EXERCISE GOAL:
State how many lines in the following entries contain the word "orders". No other output.

ENTRIES SHOWN:

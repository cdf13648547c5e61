//! Read-only projection of a [`SchemaGraph`] for diagram front ends.

use serde::Serialize;

use crate::graph::SchemaGraph;

#[derive(Debug, Clone, Copy, PartialEq, Eq, Default)]
pub enum DetailLevel {
    Tables,
    Pk,
    PkFk,
    #[default]
    All,
}

impl DetailLevel {
    pub fn from_str(s: &str) -> Option<Self> {
        match s {
            "tables" => Some(Self::Tables),
            "pk" => Some(Self::Pk),
            "pk_fk" => Some(Self::PkFk),
            "all" => Some(Self::All),
            _ => None,
        }
    }

    fn includes(self, is_pk: bool, is_fk: bool) -> bool {
        match self {
            Self::Tables => false,
            Self::Pk => is_pk,
            Self::PkFk => is_pk || is_fk,
            Self::All => true,
        }
    }
}

#[derive(Debug, Clone, Serialize)]
pub struct GraphIR {
    pub nodes: Vec<Node>,
    pub edges: Vec<Edge>,
}

#[derive(Debug, Clone, Serialize)]
pub struct Node {
    pub id: String,
    /// Table name without its schema qualifier
    pub label: String,
    pub columns: Vec<ColumnIR>,
}

#[derive(Debug, Clone, Serialize)]
pub struct ColumnIR {
    pub name: String,
    pub typ: String,
    pub is_pk: bool,
    pub is_fk: bool,
    pub not_null: bool,
}

#[derive(Debug, Clone, Serialize)]
pub struct Edge {
    pub constraint: String,
    pub from: String,
    pub from_column: String,
    pub to: String,
    pub to_column: String,
    pub is_self_ref: bool,
}

impl GraphIR {
    /// Project `graph`, keeping only tables named in `include` when given.
    pub fn from_graph(graph: &SchemaGraph, include: Option<&[String]>, detail: DetailLevel) -> Self {
        let included = |table: &str| include.is_none_or(|names| names.iter().any(|n| n == table));

        let nodes: Vec<Node> = graph
            .tables()
            .iter()
            .filter(|t| included(t.name()))
            .map(|t| {
                let columns = t
                    .columns()
                    .iter()
                    .filter(|c| detail.includes(c.is_primary_key(), c.is_foreign_key()))
                    .map(|c| ColumnIR {
                        name: c.name().to_string(),
                        typ: c.sql_type().to_string(),
                        is_pk: c.is_primary_key(),
                        is_fk: c.is_foreign_key(),
                        not_null: !c.is_nullable(),
                    })
                    .collect();

                let label = t.name().rsplit('.').next().unwrap_or(t.name());
                Node {
                    id: t.name().to_string(),
                    label: label.to_string(),
                    columns,
                }
            })
            .collect();

        let edges: Vec<Edge> = graph
            .references()
            .filter(|e| included(&e.source_table) && included(&e.target_table))
            .map(|e| Edge {
                constraint: e.constraint_name.clone(),
                from: e.source_table.clone(),
                from_column: e.source_column.clone(),
                to: e.target_table.clone(),
                to_column: e.target_column.clone(),
                is_self_ref: e.is_self_reference(),
            })
            .collect();

        GraphIR { nodes, edges }
    }
}

#[cfg(test)]
mod tests {
    use super::*;
    use crate::catalog::{ColumnDescriptor, ConstraintDescriptor};
    use crate::graph::normalize;

    fn graph() -> SchemaGraph {
        let columns = vec![
            ColumnDescriptor::new("public.users", "id", "integer", false),
            ColumnDescriptor::new("public.users", "name", "character varying", true),
            ColumnDescriptor::new("public.users", "email", "text", true),
            ColumnDescriptor::new("public.orders", "id", "integer", false),
            ColumnDescriptor::new("public.orders", "user_id", "integer", false),
            ColumnDescriptor::new("public.products", "id", "integer", false),
        ];
        let constraints = vec![
            ConstraintDescriptor::primary_key("users_pkey", "public.users", "id"),
            ConstraintDescriptor::primary_key("orders_pkey", "public.orders", "id"),
            ConstraintDescriptor::primary_key("products_pkey", "public.products", "id"),
            ConstraintDescriptor::foreign_key("orders_fk1", "public.orders", "user_id", "public.users", "id"),
        ];
        normalize(&columns, &constraints).unwrap()
    }

    #[test]
    fn test_ir_all_detail() {
        let ir = GraphIR::from_graph(&graph(), None, DetailLevel::All);

        assert_eq!(ir.nodes.len(), 3);
        assert_eq!(ir.nodes[0].columns.len(), 3);
        assert_eq!(ir.nodes[0].label, "users");
        assert_eq!(ir.nodes[0].columns[1].typ, "VARCHAR(255)");
        assert_eq!(ir.edges.len(), 1);
        assert_eq!(ir.edges[0].to, "public.users");
    }

    #[test]
    fn test_ir_pk_detail() {
        let ir = GraphIR::from_graph(&graph(), None, DetailLevel::Pk);

        assert_eq!(ir.nodes[0].columns.len(), 1);
        assert_eq!(ir.nodes[0].columns[0].name, "id");
    }

    #[test]
    fn test_ir_pk_fk_detail() {
        let ir = GraphIR::from_graph(&graph(), None, DetailLevel::PkFk);

        let orders = &ir.nodes[1];
        assert_eq!(orders.columns.len(), 2);
        assert!(orders.columns[1].is_fk);
        assert!(orders.columns[1].not_null);
    }

    #[test]
    fn test_ir_tables_detail() {
        let ir = GraphIR::from_graph(&graph(), None, DetailLevel::Tables);

        assert!(ir.nodes.iter().all(|n| n.columns.is_empty()));
        assert_eq!(ir.edges.len(), 1);
    }

    #[test]
    fn test_ir_with_include_list() {
        let include = vec!["public.orders".to_string(), "public.products".to_string()];
        let ir = GraphIR::from_graph(&graph(), Some(include.as_slice()), DetailLevel::All);

        assert_eq!(ir.nodes.len(), 2);
        assert!(ir.edges.is_empty());
    }

    #[test]
    fn test_detail_from_str() {
        assert_eq!(DetailLevel::from_str("pk_fk"), Some(DetailLevel::PkFk));
        assert_eq!(DetailLevel::from_str("columns"), None);
    }
}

COMPLETED TASK:
9